Microsoftの2026年8月版Patch Tuesdayでは、421件のMicrosoft脆弱性が修正されており、そのうち62件は「緊急(Critical)」に分類されています。Windowsの脆弱性1件については、Lazarusグループによって既に悪用され、SYSTEM権限の奪取に使われていたことが確認されています。
今回8月のアップデートは、記録的な規模だった7月のリリースに比べれば小ぶりですが、それでもMicrosoftのPatch Tuesdayとしては依然として最大級の部類に入ります。さらに重要なのは、攻撃者の関心を引きそうな脆弱性がいくつも含まれている点です。具体的には、概念実証コード(PoC)が公開済みのWindows権限昇格の脆弱性、認証不要でリモートコード実行(RCE)が可能になる形で新たに完成したSharePointの攻撃チェーン、そしてワーム化しうるWindows DNSサーバーの脆弱性が挙げられます。
パッチの適用方法と保護状況の確認方法
これらのアップデートはセキュリティ上の問題を修正し、WindowsパソコンをしっかりとしたPCとして守るためのものです。最新の状態になっているかどうかを確認する手順は以下の通りです。
- スタートボタンをクリックし、設定を開きます。
- Windows Updateを選択します(通常は左側メニューの一番下にあります)。
- 更新プログラムのチェックをクリックします。Windowsが最新のセキュリティ更新プログラムを検索します。詳細オプション内の更新プログラムが利用可能になったらすぐに入手するを有効にしている場合、更新を完了するためすぐに再起動するよう求められることがあります。そうでない場合は、次の手順に進んでください。

- 更新プログラムが利用可能な場合、自動的にダウンロードが始まります。準備が整ったら、表示に従ってインストールまたは今すぐ再起動をクリックしてください。更新を完了するためにパソコンの再起動が必要になる場合があります。

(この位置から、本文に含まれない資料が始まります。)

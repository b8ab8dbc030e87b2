//! Async handle over a blocking record store.
//!
//! `StoreClient` moves every store call onto tokio's blocking pool so a slow
//! SQLite write never stalls the async workers serving other requests.

use std::sync::Arc;

use chrono::{DateTime, Utc};
use ipweather_core::{CacheEntry, DatabaseError, RequestLogEntry};
use parking_lot::Mutex;

use crate::backend::{RecordStore, StoreConnector, StoreError, StoreResult};

/// Async, cloneable handle to one record store.
pub struct StoreClient<S> {
    inner: Arc<Mutex<S>>,
}

impl<S> Clone for StoreClient<S> {
    fn clone(&self) -> Self {
        Self {
            inner: Arc::clone(&self.inner),
        }
    }
}

impl<S: RecordStore + 'static> StoreClient<S> {
    /// Wrap an already-open store.
    pub fn new(store: S) -> Self {
        Self {
            inner: Arc::new(Mutex::new(store)),
        }
    }

    /// Open a store through `connector` without blocking the async runtime.
    pub async fn connect<C>(connector: Arc<C>) -> StoreResult<Self>
    where
        C: StoreConnector<Store = S>,
    {
        let store = tokio::task::spawn_blocking(move || connector.connect())
            .await
            .map_err(|e| StoreError::Database(DatabaseError::TaskFailed(e.to_string())))??;
        Ok(Self::new(store))
    }

    async fn run<T, F>(&self, op: F) -> StoreResult<T>
    where
        T: Send + 'static,
        F: FnOnce(&S) -> StoreResult<T> + Send + 'static,
    {
        let inner = Arc::clone(&self.inner);
        tokio::task::spawn_blocking(move || {
            let store = inner.lock();
            op(&store)
        })
        .await
        .map_err(|e| StoreError::Database(DatabaseError::TaskFailed(e.to_string())))?
    }

    /// Append a request log entry.
    pub async fn insert_log(&self, entry: RequestLogEntry) -> StoreResult<()> {
        self.run(move |store| store.insert_log(&entry)).await
    }

    /// Get the cache entry for an IP, fresh or not.
    pub async fn get_cache_entry(&self, ip: &str) -> StoreResult<Option<CacheEntry>> {
        let ip = ip.to_string();
        self.run(move |store| store.get_cache_entry(&ip)).await
    }

    /// Insert or replace the cache entry for `entry.ip`.
    pub async fn upsert_cache_entry(&self, entry: CacheEntry) -> StoreResult<()> {
        self.run(move |store| store.upsert_cache_entry(&entry)).await
    }

    /// Count log entries for `ip` strictly after `since`.
    pub async fn count_recent_logs(&self, ip: &str, since: DateTime<Utc>) -> StoreResult<u64> {
        let ip = ip.to_string();
        self.run(move |store| store.count_recent_logs(&ip, since)).await
    }

    /// Run a synchronous closure against the underlying store.
    ///
    /// Intended for inspection in tests and maintenance tooling.
    pub fn with_store<T>(&self, f: impl FnOnce(&S) -> T) -> T {
        f(&self.inner.lock())
    }
}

- 再起動後、再度Windows Updateに戻って確認してください。最新の状態ですと表示されれば完了です。

技術的な詳細
Windows Deployment Services(WDS)を利用しているユーザーは、CVE-2026-62893(CVSSスコアは10点満点中9.8)を優先的に対処すべきです。これはTFTP(Trivial File Transfer Protocol)サーバーにおける、認証不要のRCEの脆弱性です。TFTPは通常UDPポート69番で動作し、認証機構を標準では備えていません。主に企業や学校のネットワークで問題となりますが、WDSが導入されている環境では、これを足がかりにした横方向への侵入拡大(ラテラルムーブメント)につながる可能性があります。
Microsoftはまた、CVE-2026-62832も修正しました。これはWindows User Profile Serviceにおける、既に一般公開されている権限昇格(EoP)の脆弱性です。この脆弱性は、研究者たちがLegacyHiveと呼んでいた問題に該当し、7月には限定的な概念実証コードが公開されていました。
このPoCは、ローカルで認証済みの攻撃者が同サービスのレジストリハイブの取り扱いを悪用することで、他のユーザー(場合によっては管理者)のハイブを読み込ませる手口を実演したものです。公開された実演は意図的に制限がかけられており、他のユーザーの認証情報が必要になりますが、コードが公開されていることに加え、Windowsの利用範囲の広さを考えると、悪用を試みる攻撃者にとって格好の標的となる可能性が高いといえます。
速やかにアップデートすべきもう一つの理由は、Excel、Word、Outlook、PowerPoint、Officeグラフィックコンポーネントを含むOfficeアプリケーション・コンポーネント向けのRCE修正が(数えたところ)48件にも上ることです。文書ファイルに起因する脆弱性は、メールの添付ファイルや共有ドキュメントという、ユーザーが開いてしまいやすい配布経路を提供してくれるため、フィッシング攻撃者にとって魅力的な標的となります。